384 pages, $32 (hardcover)
Release date Jul 28, 2015
Raised in Kenya (or “Kenya before it was Kenya,” as recited in a suspenseful truth-or-dare-style parlour game with powerful consequences), Beryl’s earliest memories capture the coming of age of a strong-willed tomboy marked by fearless encounters with the unforgiving landscape and wildlife of Africa. Abandoned by her mother and left with her father, a racehorse trainer, Beryl lives for adventure. Spending her days exploring and hunting, the young Beryl dreams of a future as a warrior, gender roles be damned.
The 20th century, however, has different ideas, and Beryl enters an admirable life of revolutionary protest against the constraints placed on the women of her time. Fighting for her right to love freely, train prize-winning horses (at the time, strictly a man’s pursuit), and later take flight over an unconquered, seemingly insurmountable ocean, Beryl provides McLain with a protagonist overflowing with character. Told through even and evocative prose dappled with cinematic descriptions of Beryl’s beloved Africa, Circling the Sun profiles an unforgettable trendsetter whose numerous accomplishments are well worth another look.
Discussion Points for Your Book Club
Delve deeper into the life of Beryl Markham with these five book club discussion points for Paula McLain’s Circling the Sun:
1. Before Kenya was Kenya, Beryl Markham (born Clutterbuck) lived in what was known as the British-controlled East African Protectorate. Adjacent to German East Africa, both territories vanished in the wake of the First World War, marking the start of African independence from Europe. Explore the impact these seismic shifts in national identity would have on the characters of Circling the Sun.
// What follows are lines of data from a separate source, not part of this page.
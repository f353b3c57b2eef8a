// Copyright (c) 2025 Geoffrey Huntley <ghuntley@ghuntley.com>. All rights reserved.
// SPDX-License-Identifier: Proprietary

//! Configuration layer for merging from multiple sources.

use serde::Deserialize;

use crate::sections::{
	ContactConfigLayer, HttpConfigLayer, LoggingConfigLayer, MediaConfigLayer, SmtpConfigLayer,
};

/// Server configuration layer - all fields are Option for merging.
#[derive(Debug, Clone, Default, Deserialize)]
pub struct ServerConfigLayer {
	#[serde(default)]
	pub http: Option<HttpConfigLayer>,
	#[serde(default)]
	pub smtp: Option<SmtpConfigLayer>,
	#[serde(default)]
	pub contact: Option<ContactConfigLayer>,
	#[serde(default)]
	pub media: Option<MediaConfigLayer>,
	#[serde(default)]
	pub logging: Option<LoggingConfigLayer>,
}

impl ServerConfigLayer {
	/// Merge another layer into this one. Other layer takes precedence.
	pub fn merge(&mut self, other: ServerConfigLayer) {
		merge_option(&mut self.http, other.http, HttpConfigLayer::merge);
		merge_option(&mut self.smtp, other.smtp, SmtpConfigLayer::merge);
		merge_option(&mut self.contact, other.contact, ContactConfigLayer::merge);
		merge_option(&mut self.media, other.media, MediaConfigLayer::merge);
		merge_option(&mut self.logging, other.logging, LoggingConfigLayer::merge);
	}
}

fn merge_option<T, F>(target: &mut Option<T>, source: Option<T>, merge_fn: F)
where
	F: FnOnce(&mut T, T),
{
	match (target.as_mut(), source) {
		(Some(t), Some(s)) => merge_fn(t, s),
		(None, Some(s)) => *target = Some(s),
		_ => {}
	}
}
// Copyright (c) 2025 Geoffrey Huntley <ghuntley@ghuntley.com>. All rights reserved.
// SPDX-License-Identifier: Proprietary

//! Explicit locale context handed to every text-rendering view.

use crate::bundle::Bundle;
use crate::catalog::bundle;
use crate::locale::Locale;

/// The active language and its bundle.
///
/// Switching replaces the bundle reference in one assignment, so a view can
/// never observe strings from two locales at once.
#[derive(Debug, Clone, Copy)]
pub struct LocaleContext {
	language: Locale,
	translations: &'static Bundle,
}

impl LocaleContext {
	pub fn new(language: Locale) -> Self {
		Self {
			language,
			translations: bundle(language),
		}
	}

	pub fn language(&self) -> Locale {
		self.language
	}

	pub fn set_language(&mut self, language: Locale) {
		*self = Self::new(language);
	}

	pub fn translations(&self) -> &'static Bundle {
		self.translations
	}
}

impl Default for LocaleContext {
	fn default() -> Self {
		Self::new(Locale::default())
	}
}

#[cfg(test)]
mod tests {
	use super::*;
	use crate::catalog::t;

	#[test]
	fn starts_in_ukrainian() {
		let ctx = LocaleContext::default();
		assert_eq!(ctx.language(), Locale::Uk);
		assert_eq!(ctx.translations().home.book_now, "ЗАБРОНЮВАТИ");
	}

	#[test]
	fn switch_replaces_the_whole_bundle() {
		let mut ctx = LocaleContext::default();

		ctx.set_language(Locale::En);
		assert!(std::ptr::eq(ctx.translations(), bundle(Locale::En)));
		for (key, value) in ctx.translations().flatten() {
			assert_eq!(t(Locale::En, &key), value, "key {key}");
		}

		ctx.set_language(Locale::Uk);
		assert!(std::ptr::eq(ctx.translations(), bundle(Locale::Uk)));
		for (key, value) in ctx.translations().flatten() {
			assert_eq!(t(Locale::Uk, &key), value, "key {key}");
		}
	}

	#[test]
	fn switching_back_and_forth_is_idempotent() {
		let mut ctx = LocaleContext::new(Locale::En);
		ctx.set_language(Locale::En);
		assert_eq!(ctx.translations().modal.title, "GET IN TOUCH");
		ctx.set_language(Locale::Uk);
		ctx.set_language(Locale::Uk);
		assert_eq!(ctx.translations().modal.title, "ЗВ'ЯЖІТЬСЯ З НАМИ");
	}
}
// Copyright (c) 2025 Geoffrey Huntley <ghuntley@ghuntley.com>. All rights reserved.
// SPDX-License-Identifier: Proprietary

//! Media asset location.

use std::path::PathBuf;

use serde::Deserialize;

const DEFAULT_BASE_URL: &str = "/media";
const DEFAULT_DIR: &str = "./media";

/// Media configuration (runtime, fully resolved).
#[derive(Debug, Clone)]
pub struct MediaConfig {
	/// Prefix joined onto every media reference, e.g. `/media` or a CDN origin.
	pub base_url: String,
	/// Directory served under `/media` by the server itself.
	pub dir: PathBuf,
}

impl Default for MediaConfig {
	fn default() -> Self {
		MediaConfigLayer::default().finalize()
	}
}

#[derive(Debug, Clone, Default, Deserialize)]
pub struct MediaConfigLayer {
	#[serde(default)]
	pub base_url: Option<String>,
	#[serde(default)]
	pub dir: Option<PathBuf>,
}

impl MediaConfigLayer {
	pub fn merge(&mut self, other: MediaConfigLayer) {
		if other.base_url.is_some() {
			self.base_url = other.base_url;
		}
		if other.dir.is_some() {
			self.dir = other.dir;
		}
	}

	pub fn finalize(self) -> MediaConfig {
		MediaConfig {
			base_url: self
				.base_url
				.filter(|b| !b.trim().is_empty())
				.unwrap_or_else(|| DEFAULT_BASE_URL.to_string()),
			dir: self.dir.unwrap_or_else(|| PathBuf::from(DEFAULT_DIR)),
		}
	}
}
// Copyright (c) 2025 Geoffrey Huntley <ghuntley@ghuntley.com>. All rights reserved.
// SPDX-License-Identifier: Proprietary

//! Portfolio content and the widgets that present it.
//!
//! - [`catalog`]: the static list of past events.
//! - [`media`]: media reference to URL resolution.
//! - [`carousel`]: an infinitely looping strip driven by explicit ticks.
//! - [`player`]: the display panel that mirrors the carousel's active item.

pub mod carousel;
pub mod catalog;
pub mod media;
pub mod player;

pub use carousel::{Carousel, CarouselConfig, Layout, Mode, RenderedItem, SelectOutcome, Surface};
pub use catalog::{portfolio, MediaKind, PortfolioItem, ResolvedPortfolioItem, LANDING_REEL};
pub use media::resolve_media_url;
pub use player::Player;
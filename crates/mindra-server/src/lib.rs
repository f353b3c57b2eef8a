// Copyright (c) 2025 Geoffrey Huntley <ghuntley@ghuntley.com>. All rights reserved.
// SPDX-License-Identifier: Proprietary

//! Mindra site server.
//!
//! Serves the localized pages, handles the three contact forms, relays
//! contact submissions by email and exposes a small JSON API for the
//! portfolio catalog and translations.

pub mod api;
pub mod error;
pub mod health;
pub mod i18n;
pub mod pages;
pub mod routes;
pub mod version;

pub use api::{create_app_state, create_app_state_with_mailer, create_router, AppState};
pub use error::ServerError;
pub use mindra_server_config::ServerConfig;
// Copyright (c) 2025 Geoffrey Huntley <ghuntley@ghuntley.com>. All rights reserved.
// SPDX-License-Identifier: Proprietary

//! Contact form delivery settings.

use serde::Deserialize;

/// Where contact form notifications are delivered.
///
/// A missing recipient is not a startup error. Submissions fail with a relay
/// error until one is configured.
#[derive(Debug, Clone, Default)]
pub struct ContactConfig {
	pub recipient: Option<String>,
}

#[derive(Debug, Clone, Default, Deserialize)]
pub struct ContactConfigLayer {
	#[serde(default)]
	pub recipient: Option<String>,
}

impl ContactConfigLayer {
	pub fn merge(&mut self, other: ContactConfigLayer) {
		if other.recipient.is_some() {
			self.recipient = other.recipient;
		}
	}

	pub fn finalize(self) -> ContactConfig {
		ContactConfig {
			recipient: self
				.recipient
				.map(|r| r.trim().to_string())
				.filter(|r| !r.is_empty()),
		}
	}
}
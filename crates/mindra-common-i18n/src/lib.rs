// Copyright (c) 2025 Geoffrey Huntley <ghuntley@ghuntley.com>. All rights reserved.
// SPDX-License-Identifier: Proprietary

//! Internationalization support for the Mindra site.
//!
//! The site ships two locales, Ukrainian (the default) and English. Each locale
//! has one [`Bundle`]: a plain struct of `&'static str` fields, so a bundle that
//! is missing a string does not compile. There is no fallback merging between
//! locales.
//!
//! Views never read a global "current language". They receive a
//! [`LocaleContext`] and render against [`LocaleContext::translations`].
//!
//! # Key Naming Convention
//!
//! The flat lookup used by [`t`] mirrors the bundle structure in dot notation,
//! e.g. `contact.form.send_button` or `business.nav.portfolio`.
//!
//! # Example
//!
//! ```
//! use mindra_common_i18n::{t, Locale, LocaleContext};
//!
//! let mut ctx = LocaleContext::default();
//! assert_eq!(ctx.language(), Locale::Uk);
//!
//! ctx.set_language(Locale::En);
//! assert_eq!(ctx.translations().modal.send_button, "SEND REQUEST");
//! assert_eq!(t(Locale::En, "home.book_now"), "BOOK NOW");
//! ```

mod bundle;
mod catalog;
mod context;
mod locale;
mod resolve;

pub use bundle::{
	Benefit, Bundle, BusinessContactText, BusinessHomeText, BusinessNavText, BusinessText,
	ContactFormText, ContactText, EventTypeText, HomeNavText, HomeText, ModalText, PortfolioText,
	StatusText,
};
pub use catalog::{bundle, entries, t};
pub use context::LocaleContext;
pub use locale::{Locale, LocaleInfo, ParseLocaleError, DEFAULT_LOCALE, LOCALES};
pub use resolve::resolve_locale;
2. Beryl Markham’s memoirs, West with the Night, were published in 1942, furthering her notoriety as a sexually liberated woman conquering more than one field considered the territory of men. How have attitudes changed since the days of Markham’s bold choices?
3. While Circling the Sun is a piece of historical fiction, Beryl Markham was a living, breathing historical figure. What responsibilities do authors of these types of imagined retellings of a person’s life have to the reader? More importantly, what responsibilities do authors of historical fiction have to their subjects?
4. Throughout the book, Beryl’s romantic choices – the limitations of marriage notwithstanding – conclude at best in disappointment, at worst in tragedy. Compared with other popular strong-willed heroines, how do her opinions on love and fulfillment differ? Are we just as free as Beryl to make similar choices, or are relationships still driven in part by societal pressures?
5. One of the most important friendships in Circling the Sun exists between Beryl and Kibii, a young Kipsigis village boy living near her father’s farm. How do their worlds interact? Can they co-exist?